En vertu de l'article 14, alinéas 1er, 2, 4 et 5, de la même loi, l'internement a lieu dans l'établissement désigné par la commission de défense sociale et celui-ci est choisi parmi les établissements organisés par le gouvernement. Au moment où l'internement est ordonné, si l'inculpé se trouve en observation, il est maintenu à l'annexe psychiatrique en attendant la désignation d'un établissement par la commission de défense sociale. Si, au moment où l'internement est ordonné, l'inculpé est détenu dans un centre pénitentiaire, l'internement a lieu provisoirement dans l'annexe psychiatrique de ce centre ou, à défaut de celle-ci, dans l'annexe désignée par la juridiction qui ordonne la mesure.

Il se déduit de ces dispositions que la personne qui a été internée sur la base de la loi du 1er juillet 1964 doit, en règle, être détenue dans un établissement de défense sociale organisé par le gouvernement et désigné par la commission de défense sociale, la détention dans l'annexe psychiatrique d'un centre pénitentiaire n'étant que provisoire dans l'attente de la désignation du lieu de l'internement par la commission de défense sociale et du transfert vers ce lieu de l'interné dans un délai raisonnable.

Le droit de la personne dont l'internement a été décidé à ce que cet internement ait lieu dans l'établissement de défense sociale désigné par la commission de défense sociale n'est pas subordonné à la condition que d'autres internés placés sur une liste d'attente en position plus favorable soient eux-mêmes auparavant internés dans ledit établissement, ni à celle que cette personne soit dans un état physique ou mental justifiant qu'un sort plus favorable lui soit réservé.

3. Il ressort des pièces auxquelles la Cour peut avoir égard, notamment des constatations de l'arrêt attaqué, que :

- le 21 février 2007, le demandeur a fait l'objet d'une décision d'internement par la chambre du conseil du tribunal de première instance ;

- le 26 avril 2007, la commission de défense sociale a désigné l'établissement de défense sociale de ... pour recevoir le demandeur ;

- le 8 novembre 2007, le demandeur se trouvant toujours détenu à l'annexe psychiatrique de l'établissement pénitentiaire de ... a demandé au tribunal de première instance de condamner le défendeur à le transférer vers l'établissement de ... dans les huit jours du jugement à intervenir, sous peine d'astreinte ;

- par le jugement dont appel du 26 juin 2008, le premier juge, constatant que le demandeur était en attente de transfert depuis 14 mois, a condamné le défendeur à exécuter la mesure de placement du demandeur à l'établissement de défense sociale de ... dans le mois du prononcé du jugement, sous peine d'astreinte.
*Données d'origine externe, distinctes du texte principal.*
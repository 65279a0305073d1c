//! Next-Gen WAF on a service.
//!
//! Enabling links the service to an NGWAF workspace, so the workspace id is
//! required. The traffic ramp is the percentage of requests inspected.

use serde::{Deserialize, Serialize};

use super::{ConfigurableProduct, EnabledProduct};
use crate::rest::errors::require;
use crate::rest::ValidationError;

/// The Next-Gen WAF product.
#[derive(Debug, Clone, Copy, Default, PartialEq, Eq)]
pub struct Ngwaf;

/// Body of [`Ngwaf::enable`](EnabledProduct::enable).
#[derive(Debug, Clone, Default, PartialEq, Eq, Serialize)]
pub struct NgwafEnableInput {
    pub workspace_id: String,
    #[serde(skip_serializing_if = "Option::is_none")]
    pub traffic_ramp: Option<String>,
}

/// Current settings of NGWAF on a service.
#[derive(Debug, Clone, Default, PartialEq, Eq, Deserialize)]
pub struct NgwafConfiguration {
    #[serde(default)]
    pub workspace_id: Option<String>,
    #[serde(default)]
    pub traffic_ramp: Option<String>,
}

/// Body of [`Ngwaf::update_configuration`](ConfigurableProduct::update_configuration).
#[derive(Debug, Clone, Default, PartialEq, Eq, Serialize)]
pub struct NgwafConfigureInput {
    #[serde(skip_serializing_if = "Option::is_none")]
    pub workspace_id: Option<String>,
    #[serde(skip_serializing_if = "Option::is_none")]
    pub traffic_ramp: Option<String>,
}

impl EnabledProduct for Ngwaf {
    const PRODUCT_ID: &'static str = "ngwaf";
    type EnableInput = NgwafEnableInput;

    fn validate_enable(input: Option<&Self::EnableInput>) -> Result<(), ValidationError> {
        let workspace_id = input.map_or("", |i| i.workspace_id.as_str());
        require(workspace_id, ValidationError::MissingWorkspaceId)
    }
}

impl ConfigurableProduct for Ngwaf {
    type Configuration = NgwafConfiguration;
    type ConfigureInput = NgwafConfigureInput;
}

#[cfg(test)]
mod tests {
    use super::*;

    #[test]
    fn test_enable_requires_workspace() {
        assert_eq!(
            Ngwaf::validate_enable(None),
            Err(ValidationError::MissingWorkspaceId)
        );
        assert_eq!(
            Ngwaf::validate_enable(Some(&NgwafEnableInput::default())),
            Err(ValidationError::MissingWorkspaceId)
        );
        let input = NgwafEnableInput {
            workspace_id: "ws1".to_string(),
            traffic_ramp: None,
        };
        assert!(Ngwaf::validate_enable(Some(&input)).is_ok());
    }

    #[test]
    fn test_configure_body_skips_unset_fields() {
        let input = NgwafConfigureInput {
            workspace_id: None,
            traffic_ramp: Some("50".to_string()),
        };
        assert_eq!(
            serde_json::to_value(&input).unwrap(),
            serde_json::json!({"traffic_ramp": "50"})
        );
    }
}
4. La cour d'appel a considéré que « si [le défendeur] ne respecte pas ses obligations, cette circonstance ne permettait pas au premier juge de statuer comme il l'a fait, sans se soucier des conséquences préjudiciables que sa décision pouvait avoir sur le sort des autres internés qui se trouvent sur une liste d'attente à une place plus favorable que celle occupée par [le demandeur] » alors que ce dernier n'invoquait pas une urgence médicale dans son chef.
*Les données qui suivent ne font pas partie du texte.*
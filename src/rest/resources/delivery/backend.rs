//! Origin backends of a service version.

use chrono::{DateTime, Utc};
use serde::{Deserialize, Serialize};

use super::{collection_path, named_path};
use crate::clients::RestClient;
use crate::rest::{resource, ApiError};

const COLLECTION: &str = "backend";

/// An origin server the service fetches from.
#[derive(Debug, Clone, Default, PartialEq, Eq, Deserialize)]
pub struct Backend {
    #[serde(default)]
    pub name: Option<String>,
    #[serde(default)]
    pub address: Option<String>,
    #[serde(default)]
    pub port: Option<u16>,
    #[serde(default)]
    pub comment: Option<String>,
    #[serde(default)]
    pub override_host: Option<String>,
    #[serde(default)]
    pub use_ssl: Option<bool>,
    #[serde(default)]
    pub ssl_cert_hostname: Option<String>,
    #[serde(default)]
    pub ssl_sni_hostname: Option<String>,
    #[serde(default)]
    pub connect_timeout: Option<u32>,
    #[serde(default)]
    pub first_byte_timeout: Option<u32>,
    #[serde(default)]
    pub between_bytes_timeout: Option<u32>,
    #[serde(default)]
    pub max_conn: Option<u32>,
    #[serde(default)]
    pub weight: Option<u32>,
    #[serde(default)]
    pub auto_loadbalance: Option<bool>,
    #[serde(default)]
    pub shield: Option<String>,
    #[serde(default)]
    pub healthcheck: Option<String>,
    #[serde(default)]
    pub service_id: Option<String>,
    #[serde(default, rename = "version")]
    pub service_version: Option<u32>,
    #[serde(default)]
    pub created_at: Option<DateTime<Utc>>,
    #[serde(default)]
    pub updated_at: Option<DateTime<Utc>>,
    #[serde(default)]
    pub deleted_at: Option<DateTime<Utc>>,
}

/// Settable backend attributes, shared by create and update.
#[derive(Debug, Clone, Default, PartialEq, Eq, Serialize)]
pub struct BackendAttributes {
    #[serde(skip_serializing_if = "Option::is_none")]
    pub address: Option<String>,
    #[serde(skip_serializing_if = "Option::is_none")]
    pub port: Option<u16>,
    #[serde(skip_serializing_if = "Option::is_none")]
    pub comment: Option<String>,
    #[serde(skip_serializing_if = "Option::is_none")]
    pub override_host: Option<String>,
    #[serde(skip_serializing_if = "Option::is_none")]
    pub use_ssl: Option<bool>,
    #[serde(skip_serializing_if = "Option::is_none")]
    pub ssl_cert_hostname: Option<String>,
    #[serde(skip_serializing_if = "Option::is_none")]
    pub ssl_sni_hostname: Option<String>,
    #[serde(skip_serializing_if = "Option::is_none")]
    pub connect_timeout: Option<u32>,
    #[serde(skip_serializing_if = "Option::is_none")]
    pub first_byte_timeout: Option<u32>,
    #[serde(skip_serializing_if = "Option::is_none")]
    pub between_bytes_timeout: Option<u32>,
    #[serde(skip_serializing_if = "Option::is_none")]
    pub max_conn: Option<u32>,
    #[serde(skip_serializing_if = "Option::is_none")]
    pub weight: Option<u32>,
    #[serde(skip_serializing_if = "Option::is_none")]
    pub auto_loadbalance: Option<bool>,
    #[serde(skip_serializing_if = "Option::is_none")]
    pub shield: Option<String>,
    #[serde(skip_serializing_if = "Option::is_none")]
    pub healthcheck: Option<String>,
}

/// Input of [`Backend::create`].
#[derive(Debug, Clone, Default, PartialEq, Eq, Serialize)]
pub struct CreateBackendInput {
    #[serde(skip_serializing_if = "Option::is_none")]
    pub name: Option<String>,
    #[serde(flatten)]
    pub attributes: BackendAttributes,
    #[serde(skip)]
    pub service_id: String,
    #[serde(skip)]
    pub service_version: u32,
}

/// Input of [`Backend::get`].
#[derive(Debug, Clone, Default, PartialEq, Eq)]
pub struct GetBackendInput {
    pub name: String,
    pub service_id: String,
    pub service_version: u32,
}

/// Input of [`Backend::list`].
#[derive(Debug, Clone, Default, PartialEq, Eq)]
pub struct ListBackendsInput {
    pub service_id: String,
    pub service_version: u32,
}

/// Input of [`Backend::update`].
#[derive(Debug, Clone, Default, PartialEq, Eq, Serialize)]
pub struct UpdateBackendInput {
    #[serde(skip)]
    pub name: String,
    #[serde(rename = "name", skip_serializing_if = "Option::is_none")]
    pub new_name: Option<String>,
    #[serde(flatten)]
    pub attributes: BackendAttributes,
    #[serde(skip)]
    pub service_id: String,
    #[serde(skip)]
    pub service_version: u32,
}

/// Input of [`Backend::delete`].
#[derive(Debug, Clone, Default, PartialEq, Eq)]
pub struct DeleteBackendInput {
    pub name: String,
    pub service_id: String,
    pub service_version: u32,
}

impl Backend {
    /// Creates a backend.
    ///
    /// # Errors
    ///
    /// Returns [`ApiError::Validation`] for a missing service id or version,
    /// otherwise any error of the round trip.
    pub async fn create(client: &RestClient, input: &CreateBackendInput) -> Result<Self, ApiError> {
        let path = collection_path(&input.service_id, input.service_version, COLLECTION)?;
        resource::post(client, &path, input).await
    }

    /// Fetches a backend by name.
    ///
    /// # Errors
    ///
    /// Returns [`ApiError::Validation`] for a missing name, service id or
    /// version, otherwise any error of the round trip.
    pub async fn get(client: &RestClient, input: &GetBackendInput) -> Result<Self, ApiError> {
        let path = named_path(&input.name, &input.service_id, input.service_version, COLLECTION)?;
        resource::get(client, &path, None).await
    }

    /// Lists the backends of a service version.
    ///
    /// # Errors
    ///
    /// Same as [`Backend::create`].
    pub async fn list(
        client: &RestClient,
        input: &ListBackendsInput,
    ) -> Result<Vec<Self>, ApiError> {
        let path = collection_path(&input.service_id, input.service_version, COLLECTION)?;
        resource::get(client, &path, None).await
    }

    /// Updates a backend.
    ///
    /// # Errors
    ///
    /// Same as [`Backend::get`].
    pub async fn update(client: &RestClient, input: &UpdateBackendInput) -> Result<Self, ApiError> {
        let path = named_path(&input.name, &input.service_id, input.service_version, COLLECTION)?;
        resource::put(client, &path, Some(input)).await
    }

    /// Deletes a backend.
    ///
    /// # Errors
    ///
    /// Same as [`Backend::get`]; any status but 204 is an error.
    pub async fn delete(client: &RestClient, input: &DeleteBackendInput) -> Result<(), ApiError> {
        let path = named_path(&input.name, &input.service_id, input.service_version, COLLECTION)?;
        resource::delete(client, &path).await
    }
}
En déclarant non fondée, sur la base de cette seule considération, la demande de transfert du demandeur dans l'établissement de défense sociale de ..., la cour d'appel a violé les dispositions visées au moyen, en cette branche.

Le moyen, en cette branche, est fondé.

Sur les autres griefs :

Il n'y a pas lieu d'examiner les autres branches du moyen qui ne sauraient entraîner une cassation plus étendue.

Par ces motifs,

La Cour

Casse l'arrêt attaqué, sauf en tant qu'il reçoit l'appel ;

Ordonne que mention du présent arrêt sera faite en marge de l'arrêt partiellement cassé ;

Réserve les dépens pour qu'il soit statué sur ceux-ci par le juge du fond ;

Renvoie la cause, ainsi limitée, devant la cour d'appel de Bruxelles.
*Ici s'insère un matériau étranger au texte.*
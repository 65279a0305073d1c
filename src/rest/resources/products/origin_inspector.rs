//! Origin Inspector: real-time metrics per origin of a service.

use super::EnabledProduct;

/// The Origin Inspector product.
#[derive(Debug, Clone, Copy, Default, PartialEq, Eq)]
pub struct OriginInspector;

impl EnabledProduct for OriginInspector {
    const PRODUCT_ID: &'static str = "origin_inspector";
    type EnableInput = ();
}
Ainsi jugé par la Cour de cassation, première chambre, à Bruxelles, où siégeaient le président de section Paul Mathieu, les conseillers Didier Batselé, Albert Fettweis, Sylviane Velu et Martine Regout, et prononcé en audience publique du vingt-six mars deux mille dix par le président de section Paul Mathieu, en présence du procureur général Jean-François Leclercq, avec l'assistance du greffier Patricia De Wadripont.